4. Il résulte de ces dispositions que l'âge de l'enfant pour lequel il est demandé qu'il puisse rejoindre son parent réfugié sur le fondement de l'article L. 561-2 du code de l'entrée et du séjour des étrangers et du droit d'asile doit être apprécié à la date de la demande de réunification familiale, c'est-à-dire à la date à laquelle est présentée la demande de visa à cette fin, sans qu'aucune condition de délai ne puisse être opposée. La circonstance que cette demande de visa ne peut être regardée comme effective qu'après son enregistrement par l'autorité consulaire, qui peut intervenir à une date postérieure, est sans incidence à cet égard. Par ailleurs, lorsqu'une nouvelle demande de visa est déposée après un premier refus définitif, il convient, pour apprécier l'âge de l'enfant, de tenir compte de cette demande, et non de la première demande.

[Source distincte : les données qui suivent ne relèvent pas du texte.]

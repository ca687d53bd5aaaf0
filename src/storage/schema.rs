use sqlx::{
    sqlite::{SqliteConnectOptions, SqlitePoolOptions},
    SqlitePool,
};
use std::str::FromStr;
use std::time::Duration;

use super::types::DatabaseError;

// ============================================================================
// Database
// ============================================================================

#[derive(Clone)]
pub struct Database {
    pub(crate) pool: SqlitePool,
}

impl Database {
    /// Open a database connection and run migrations
    ///
    /// `":memory:"` opens a private in-memory database (used by tests).
    ///
    /// # Errors
    ///
    /// Returns `DatabaseError::InstanceLocked` if another process holds the
    /// database lock (SQLITE_BUSY, SQLITE_LOCKED, SQLITE_CANTOPEN).
    /// Returns `DatabaseError::Other` for other database errors.
    pub async fn open(path: &str) -> Result<Self, DatabaseError> {
        let url = format!("sqlite:{}?mode=rwc", path);

        // Pre-create the file user-only so cached articles are never world-readable
        #[cfg(unix)]
        if path != ":memory:" {
            use std::os::unix::fs::{OpenOptionsExt, PermissionsExt};
            let db_path = std::path::Path::new(path);
            if db_path.exists() {
                let perms = std::fs::Permissions::from_mode(0o600);
                if let Err(e) = std::fs::set_permissions(path, perms) {
                    tracing::warn!(
                        path = %path,
                        error = %e,
                        "Failed to set database file permissions"
                    );
                }
            } else if db_path.parent().is_some_and(|p| p.exists()) {
                // If creation fails, SQLite will report the error at connect_with.
                let _file = std::fs::OpenOptions::new()
                    .write(true)
                    .create_new(true)
                    .mode(0o600)
                    .open(db_path)
                    .ok();
            }
        }

        let options = SqliteConnectOptions::from_str(&url)
            .map_err(DatabaseError::from_sqlx)?
            .pragma("busy_timeout", "5000");
        // One writer (the refresh task) and occasional readers
        let pool = SqlitePoolOptions::new()
            .max_connections(2)
            .acquire_timeout(Duration::from_secs(10))
            .connect_with(options)
            .await
            .map_err(DatabaseError::from_sqlx)?;
        let db = Self { pool };
        db.migrate().await.map_err(|e| match DatabaseError::from_sqlx(e) {
            DatabaseError::Other(e) => DatabaseError::Migration(e.to_string()),
            locked => locked,
        })?;
        Ok(db)
    }

    /// Create the key-value table. Idempotent.
    async fn migrate(&self) -> Result<(), sqlx::Error> {
        sqlx::query(
            r#"
            CREATE TABLE IF NOT EXISTS key_value (
                key TEXT PRIMARY KEY NOT NULL,
                value BLOB NOT NULL,
                updated_at TEXT NOT NULL
            )
        "#,
        )
        .execute(&self.pool)
        .await?;

        Ok(())
    }

    // ========================================================================
    // Key-Value Operations
    // ========================================================================

    /// Read the value stored under `key`, or `None` if the slot is empty.
    pub async fn get_value(&self, key: &str) -> Result<Option<Vec<u8>>, DatabaseError> {
        let row: Option<(Vec<u8>,)> = sqlx::query_as("SELECT value FROM key_value WHERE key = ?")
            .bind(key)
            .fetch_optional(&self.pool)
            .await?;

        Ok(row.map(|(value,)| value))
    }

    /// Store `value` under `key`, replacing whatever was there (UPSERT).
    pub async fn set_value(&self, key: &str, value: &[u8]) -> Result<(), DatabaseError> {
        sqlx::query(
            r#"
            INSERT INTO key_value (key, value, updated_at)
            VALUES (?, ?, datetime('now'))
            ON CONFLICT(key) DO UPDATE SET value = excluded.value, updated_at = excluded.updated_at
        "#,
        )
        .bind(key)
        .bind(value)
        .execute(&self.pool)
        .await?;

        Ok(())
    }

    /// Empty the slot under `key`. Returns `true` if something was removed.
    pub async fn delete_value(&self, key: &str) -> Result<bool, DatabaseError> {
        let result = sqlx::query("DELETE FROM key_value WHERE key = ?")
            .bind(key)
            .execute(&self.pool)
            .await?;

        Ok(result.rows_affected() > 0)
    }
}

#[cfg(test)]
mod tests {
    use super::*;

    async fn test_db() -> Database {
        Database::open(":memory:").await.unwrap()
    }

    #[tokio::test]
    async fn test_get_value_missing() {
        let db = test_db().await;
        assert_eq!(db.get_value("nonexistent").await.unwrap(), None);
    }

    #[tokio::test]
    async fn test_set_and_get_value() {
        let db = test_db().await;
        db.set_value("slot", b"hello").await.unwrap();
        assert_eq!(db.get_value("slot").await.unwrap(), Some(b"hello".to_vec()));
    }

    #[tokio::test]
    async fn test_set_value_overwrites() {
        let db = test_db().await;
        db.set_value("slot", b"first").await.unwrap();
        db.set_value("slot", b"second").await.unwrap();
        assert_eq!(db.get_value("slot").await.unwrap(), Some(b"second".to_vec()));

        let (count,): (i64,) = sqlx::query_as("SELECT COUNT(*) FROM key_value")
            .fetch_one(&db.pool)
            .await
            .unwrap();
        assert_eq!(count, 1);
    }

    #[tokio::test]
    async fn test_delete_value() {
        let db = test_db().await;
        db.set_value("slot", b"x").await.unwrap();
        assert!(db.delete_value("slot").await.unwrap());
        assert!(!db.delete_value("slot").await.unwrap());
        assert_eq!(db.get_value("slot").await.unwrap(), None);
    }

    #[tokio::test]
    async fn test_reopen_file_database_keeps_values() {
        let dir = std::env::temp_dir().join(format!("announcer_db_test_{}", std::process::id()));
        std::fs::create_dir_all(&dir).unwrap();
        let path = dir.join("cache.db");
        let path_str = path.to_str().unwrap();

        {
            let db = Database::open(path_str).await.unwrap();
            db.set_value("slot", b"persisted").await.unwrap();
            db.pool.close().await;
        }
        let db = Database::open(path_str).await.unwrap();
        assert_eq!(db.get_value("slot").await.unwrap(), Some(b"persisted".to_vec()));

        #[cfg(unix)]
        {
            use std::os::unix::fs::PermissionsExt;
            let mode = std::fs::metadata(&path).unwrap().permissions().mode();
            assert_eq!(mode & 0o777, 0o600);
        }

        db.pool.close().await;
        std::fs::remove_dir_all(&dir).ok();
    }
}
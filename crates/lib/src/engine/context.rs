//! The handle rule bodies use to issue sub-requests.

use std::path::PathBuf;
use std::sync::Arc;

use tokio::task::JoinHandle;

use super::Core;
use super::cache::PathScope;
use super::node::{ErasedProduct, NodeKey, Product, Subject, short_type_name};
use super::types::EngineError;

/// Passed to every rule body.
///
/// Sub-requests made through a context are recorded as dependencies of the
/// node the rule is computing, so invalidating a sub-result also evicts the
/// caller.
#[derive(Clone)]
pub struct Context {
  core: Arc<Core>,
  current: Option<NodeKey>,
}

impl Context {
  pub(crate) fn new(core: Arc<Core>, current: Option<NodeKey>) -> Self {
    Self { core, current }
  }

  /// Request product `P` for `subject` and wait for it.
  pub async fn get<P: Product, S: Subject>(&self, subject: S) -> Result<Arc<P>, EngineError> {
    let key = NodeKey::new::<P, S>(subject);
    let product = self.core.get_node(key, self.current.as_ref()).await?;
    downcast::<P>(product)
  }

  /// Request `P` for every subject as one batch.
  ///
  /// The sub-requests run concurrently. Results come back in request order
  /// once the whole batch has finished; if any failed, the failure of the
  /// earliest one in request order is returned.
  pub async fn get_all<P, S, I>(&self, subjects: I) -> Result<Vec<Arc<P>>, EngineError>
  where
    P: Product,
    S: Subject,
    I: IntoIterator<Item = S>,
  {
    let handles: Vec<JoinHandle<Result<Arc<P>, EngineError>>> = subjects
      .into_iter()
      .map(|subject| {
        let ctx = self.clone();
        tokio::spawn(async move { ctx.get::<P, S>(subject).await })
      })
      .collect();

    let mut products = Vec::with_capacity(handles.len());
    let mut first_error = None;

    for handle in handles {
      match handle.await {
        Ok(Ok(product)) => products.push(product),
        Ok(Err(e)) => {
          first_error.get_or_insert(e);
        }
        Err(e) => {
          first_error.get_or_insert(EngineError::TaskFailed(e.to_string()));
        }
      }
    }

    match first_error {
      Some(e) => Err(e),
      None => Ok(products),
    }
  }

  /// Record that the node being computed read `path`.
  ///
  /// Paths are relative to the build root. Only rules that touch the
  /// filesystem need this; everything else is invalidated through its
  /// dependencies.
  pub fn track_path(&self, path: impl Into<PathBuf>) {
    self.track(path.into(), PathScope::Entry);
  }

  /// Record that the node being computed observed everything below `dir`,
  /// so a change at any depth under it evicts the node.
  pub fn track_subtree(&self, dir: impl Into<PathBuf>) {
    self.track(dir.into(), PathScope::Subtree);
  }

  fn track(&self, path: PathBuf, scope: PathScope) {
    if let Some(current) = &self.current {
      self.core.cache.track_path(current, path, scope);
    }
  }
}

fn downcast<P: Product>(product: ErasedProduct) -> Result<Arc<P>, EngineError> {
  product
    .downcast::<P>()
    .map_err(|_| EngineError::TaskFailed(format!("cached product is not a {}", short_type_name::<P>())))
}
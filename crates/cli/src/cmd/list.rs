//! Implementation of the `bgraph list` command.

use std::path::Path;

use anyhow::{Context, Result};

use super::{open_mapper, parse_specs};
use crate::output::{OutputFormat, print_address, print_json};

pub fn cmd_list(root: &Path, specs: &[String], output: OutputFormat) -> Result<()> {
  let specs = parse_specs(specs)?;
  let (_, mapper) = open_mapper(root)?;

  let addresses = mapper
    .resolve(specs.clone())
    .with_context(|| format!("Failed to resolve {}", specs))?;

  if output.is_json() {
    let specs: Vec<String> = addresses.iter().map(|a| a.spec()).collect();
    return print_json(&specs);
  }

  for address in &addresses {
    print_address(&address.spec(), None);
  }
  Ok(())
}
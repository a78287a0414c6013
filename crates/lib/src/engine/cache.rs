//! The memoization cache and its dependency graph.
//!
//! Nodes live in a `StableDiGraph` with edges pointing from a dependency to
//! its dependents, mirroring the execution DAG. Invalidation walks those
//! edges downstream from every node that read a changed path.

use std::collections::{HashMap, HashSet, VecDeque};
use std::path::{Path, PathBuf};
use std::sync::Arc;

use parking_lot::Mutex;
use petgraph::Direction;
use petgraph::algo::has_path_connecting;
use petgraph::stable_graph::{NodeIndex, StableDiGraph};
use tokio::sync::OnceCell;
use tracing::debug;

use super::node::{ErasedProduct, NodeKey};
use super::types::EngineError;

pub(crate) type NodeResult = Result<ErasedProduct, EngineError>;

/// How much of the filesystem below a tracked path a node observed.
#[derive(Debug, Clone, Copy, PartialEq, Eq, Hash)]
pub(crate) enum PathScope {
  /// The path itself and, for a directory, its direct entries.
  Entry,
  /// Everything at or below the path.
  Subtree,
}

/// One memoized computation. The cell is filled exactly once.
#[derive(Debug)]
pub(crate) struct Node {
  pub(crate) key: NodeKey,
  pub(crate) cell: OnceCell<NodeResult>,
}

#[derive(Default)]
struct CacheState {
  graph: StableDiGraph<Arc<Node>, ()>,
  index: HashMap<NodeKey, NodeIndex>,
  /// Path -> nodes that read it.
  readers: HashMap<(PathBuf, PathScope), HashSet<NodeKey>>,
  /// Node -> paths it read, for cleanup on eviction.
  reads: HashMap<NodeKey, Vec<(PathBuf, PathScope)>>,
}

impl CacheState {
  fn intern(&mut self, key: &NodeKey) -> NodeIndex {
    if let Some(&idx) = self.index.get(key) {
      return idx;
    }
    let node = Arc::new(Node {
      key: key.clone(),
      cell: OnceCell::new(),
    });
    let idx = self.graph.add_node(node);
    self.index.insert(key.clone(), idx);
    idx
  }

  fn evict(&mut self, idx: NodeIndex) {
    let Some(node) = self.graph.remove_node(idx) else {
      return;
    };
    self.index.remove(&node.key);
    for tracked in self.reads.remove(&node.key).unwrap_or_default() {
      if let Some(readers) = self.readers.get_mut(&tracked) {
        readers.remove(&node.key);
        if readers.is_empty() {
          self.readers.remove(&tracked);
        }
      }
    }
  }
}

/// Shared cache of node results keyed by [`NodeKey`].
#[derive(Default)]
pub(crate) struct NodeCache {
  state: Mutex<CacheState>,
}

impl NodeCache {
  /// Look up (or create) the node for `key`, recording that `dependent`
  /// depends on it.
  ///
  /// Fails with `Cycle` when `key` already depends on `dependent`. A
  /// dependent that has been evicted while in flight records no edge.
  pub(crate) fn node_for(&self, key: &NodeKey, dependent: Option<&NodeKey>) -> Result<Arc<Node>, EngineError> {
    let mut state = self.state.lock();
    let idx = state.intern(key);

    if let Some(dependent) = dependent
      && let Some(&dependent_idx) = state.index.get(dependent)
    {
      if dependent_idx == idx || has_path_connecting(&state.graph, dependent_idx, idx, None) {
        return Err(EngineError::Cycle {
          node: dependent.to_string(),
          dependency: key.to_string(),
        });
      }
      state.graph.update_edge(idx, dependent_idx, ());
    }

    Ok(state.graph[idx].clone())
  }

  /// Record that the node for `key` read `path` with the given scope.
  pub(crate) fn track_path(&self, key: &NodeKey, path: PathBuf, scope: PathScope) {
    let mut state = self.state.lock();
    if !state.index.contains_key(key) {
      return;
    }
    let tracked = (path, scope);
    state.readers.entry(tracked.clone()).or_default().insert(key.clone());
    state.reads.entry(key.clone()).or_default().push(tracked);
  }

  /// Evict every node that read one of `changed` and everything downstream.
  ///
  /// A [`PathScope::Entry`] path is affected when it equals a changed
  /// path, is the parent directory of one, or lies below one. A
  /// [`PathScope::Subtree`] path is also affected by any change below it.
  /// Returns the number of evicted nodes.
  pub(crate) fn invalidate(&self, changed: &[PathBuf]) -> usize {
    let mut state = self.state.lock();

    let mut queue: VecDeque<NodeIndex> = VecDeque::new();
    for ((path, scope), readers) in &state.readers {
      if changed.iter().any(|c| affects(c, path, *scope)) {
        queue.extend(readers.iter().filter_map(|key| state.index.get(key).copied()));
      }
    }

    let mut doomed: HashSet<NodeIndex> = HashSet::new();
    while let Some(idx) = queue.pop_front() {
      if !doomed.insert(idx) {
        continue;
      }
      queue.extend(state.graph.neighbors_directed(idx, Direction::Outgoing));
    }

    for &idx in &doomed {
      debug!(node = %state.graph[idx].key, "evicting node");
      state.evict(idx);
    }

    doomed.len()
  }

  /// Drop every node.
  pub(crate) fn clear(&self) -> usize {
    let mut state = self.state.lock();
    let count = state.index.len();
    *state = CacheState::default();
    count
  }

  pub(crate) fn len(&self) -> usize {
    self.state.lock().index.len()
  }

  #[cfg(test)]
  pub(crate) fn contains(&self, key: &NodeKey) -> bool {
    self.state.lock().index.contains_key(key)
  }
}

/// True when a change at `changed` can alter what a reader of `tracked` saw.
fn affects(changed: &Path, tracked: &Path, scope: PathScope) -> bool {
  match scope {
    PathScope::Entry => tracked == changed || changed.parent() == Some(tracked) || tracked.starts_with(changed),
    PathScope::Subtree => changed.starts_with(tracked) || tracked.starts_with(changed),
  }
}
//! CLI output formatting utilities.
//!
//! Colored status lines on stderr, results on stdout, and JSON output for
//! scripting.

use std::time::Duration;

use anyhow::Context;
use clap::ValueEnum;
use owo_colors::{OwoColorize, Stream};

#[derive(Debug, Clone, Copy, Default, ValueEnum)]
pub enum OutputFormat {
  #[default]
  Text,
  Json,
}

impl OutputFormat {
  pub fn is_json(self) -> bool {
    matches!(self, OutputFormat::Json)
  }
}

pub mod symbols {
  pub const SUCCESS: &str = "✓";
  pub const ERROR: &str = "✗";
  pub const INFO: &str = "•";
  pub const ARROW: &str = "→";
}

pub fn format_duration(duration: Duration) -> String {
  let secs = duration.as_secs();
  let millis = duration.subsec_millis();

  if secs > 0 {
    format!("{}.{:02}s", secs, millis / 10)
  } else {
    format!("{}ms", millis)
  }
}

pub fn print_success(message: &str) {
  eprintln!(
    "{} {}",
    symbols::SUCCESS.if_supports_color(Stream::Stderr, |s| s.green()),
    message
  );
}

pub fn print_error(message: &str) {
  eprintln!(
    "{} {}",
    symbols::ERROR.if_supports_color(Stream::Stderr, |s| s.red()),
    message.if_supports_color(Stream::Stderr, |s| s.red())
  );
}

pub fn print_info(message: &str) {
  eprintln!(
    "{} {}",
    symbols::INFO.if_supports_color(Stream::Stderr, |s| s.blue()),
    message
  );
}

/// One resolved address, optionally with the file declaring it.
pub fn print_address(address: &str, file: Option<&str>) {
  match file {
    Some(file) => println!(
      "{} {} {}",
      address.if_supports_color(Stream::Stdout, |s| s.bold()),
      symbols::ARROW.if_supports_color(Stream::Stdout, |s| s.dimmed()),
      file.if_supports_color(Stream::Stdout, |s| s.dimmed())
    ),
    None => println!("{}", address),
  }
}

pub fn print_stat(label: &str, value: &str) {
  println!(
    "  {}: {}",
    label.if_supports_color(Stream::Stdout, |s| s.dimmed()),
    value
  );
}

pub fn print_json<T: serde::Serialize>(value: &T) -> anyhow::Result<()> {
  let json = serde_json::to_string_pretty(value).context("Failed to serialize to JSON")?;
  println!("{}", json);
  Ok(())
}
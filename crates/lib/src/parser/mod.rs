//! Parser and symbol table capabilities.
//!
//! The address model never interprets declaration syntax itself. A [`Parser`]
//! turns raw bytes into a lazy sequence of [`Parsed`] items, consulting a
//! [`SymbolTable`] to decide which items are addressable.

mod json;

use std::collections::BTreeSet;
use std::fmt;
use std::path::Path;

use thiserror::Error;

pub use json::JsonParser;

use crate::objects::Parsed;

/// A syntax error reported by a parser.
#[derive(Debug, Clone, PartialEq, Eq, Error)]
#[error("{message}")]
pub struct ParseError {
  pub message: String,
}

impl ParseError {
  pub fn new(message: impl Into<String>) -> Self {
    Self {
      message: message.into(),
    }
  }
}

/// Lazy sequence of parsed items.
pub type ParsedItems<'a> = Box<dyn Iterator<Item = Result<Parsed, ParseError>> + 'a>;

/// Turns the content of one declaration file into parsed items.
pub trait Parser: Send + Sync + fmt::Debug {
  fn parse<'a>(&'a self, path: &'a Path, content: &'a [u8]) -> ParsedItems<'a>;
}

/// Decides which type aliases denote addressable objects.
pub trait SymbolTable: Send + Sync + fmt::Debug {
  fn is_addressable(&self, type_alias: &str) -> bool;
}

/// Symbol table backed by an explicit set of aliases.
///
/// An empty table built with [`TypeTable::permissive`] accepts every alias.
#[derive(Debug, Clone, Default)]
pub struct TypeTable {
  aliases: BTreeSet<String>,
  permissive: bool,
}

impl TypeTable {
  pub fn new<I, S>(aliases: I) -> Self
  where
    I: IntoIterator<Item = S>,
    S: Into<String>,
  {
    Self {
      aliases: aliases.into_iter().map(Into::into).collect(),
      permissive: false,
    }
  }

  pub fn permissive() -> Self {
    Self {
      aliases: BTreeSet::new(),
      permissive: true,
    }
  }

  pub fn aliases(&self) -> impl Iterator<Item = &str> {
    self.aliases.iter().map(String::as_str)
  }
}

impl SymbolTable for TypeTable {
  fn is_addressable(&self, type_alias: &str) -> bool {
    self.permissive || self.aliases.contains(type_alias)
  }
}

5. Doit être regardée comme date de présentation de la demande de visa, la date à laquelle le demandeur effectue auprès de l'administration toute première démarche tendant à obtenir un visa au titre de la réunification familiale.
6. Il ressort des motifs de la décision contestée que, pour rejeter les recours dont elle était saisie, la commission de recours contre les décisions de refus de visa d'entrée en France s'est fondée sur ce que M. F... et M. I..., issus d'une union antérieure de Mme R..., n'étaient plus, compte tenu de leur âge, éligibles à la procédure de réunification familiale.
7. D'une part, le courrier du 3 octobre 2016, versé au dossier, par lequel Mme B... U... a fait connaître à l'OFPRA " son souhait d'être rejointe en France par les membres de sa famille " et dont le directeur général de l'Office a accusé réception, par un courrier du 24 octobre 2016, versé au dossier, précisant à l'intéressée qu'il appartenait aux membres de sa famille de déposer leurs demandes de visas directement auprès des autorités consulaires françaises à Kinshasa ne s'analyse pas comme une démarche des demandeurs tendant à obtenir un visa au titre de la réunification familiale. D'autre part, les requérants versent également au dossier une attestation sur l'honneur, rédigée le 1er février 2022, par un avocat inscrit au barreau de Kinshasa indiquant que Mme B... U... l'a chargé, dès le mois de décembre 2016, d'accompagner ses enfants dans le cadre de leurs démarches auprès du poste consulaire français à Kinshasa. En dépit de la mesure d'instruction diligentée par la Cour, Mme B... U... et autres n'ont produit aucun justificatif permettant d'établir et de dater les démarches mentionnées dans cette attestation, établie postérieurement à la décision contestée. Dans ces conditions, la date des premières démarches des requérants tendant à obtenir des visas au titre de la réunification familiale doit être fixée au 22 janvier 2020, date du dépôt des demandes de visas auprès des autorités consulaires, dont le ministre de l'intérieur a accusé réception le 24 janvier suivant. A la date du 22 janvier 2020,
M. F... et M. I... nés, respectivement, les 18 avril 1998 et 24 novembre 2000, étaient âgés, respectivement, de 21 ans et de 19 ans et 2 mois. Dès lors, c'est par une exacte application des dispositions précitées que la commission de recours a estimé que les requérants n'étaient pas éligibles à la procédure de réunification familiale.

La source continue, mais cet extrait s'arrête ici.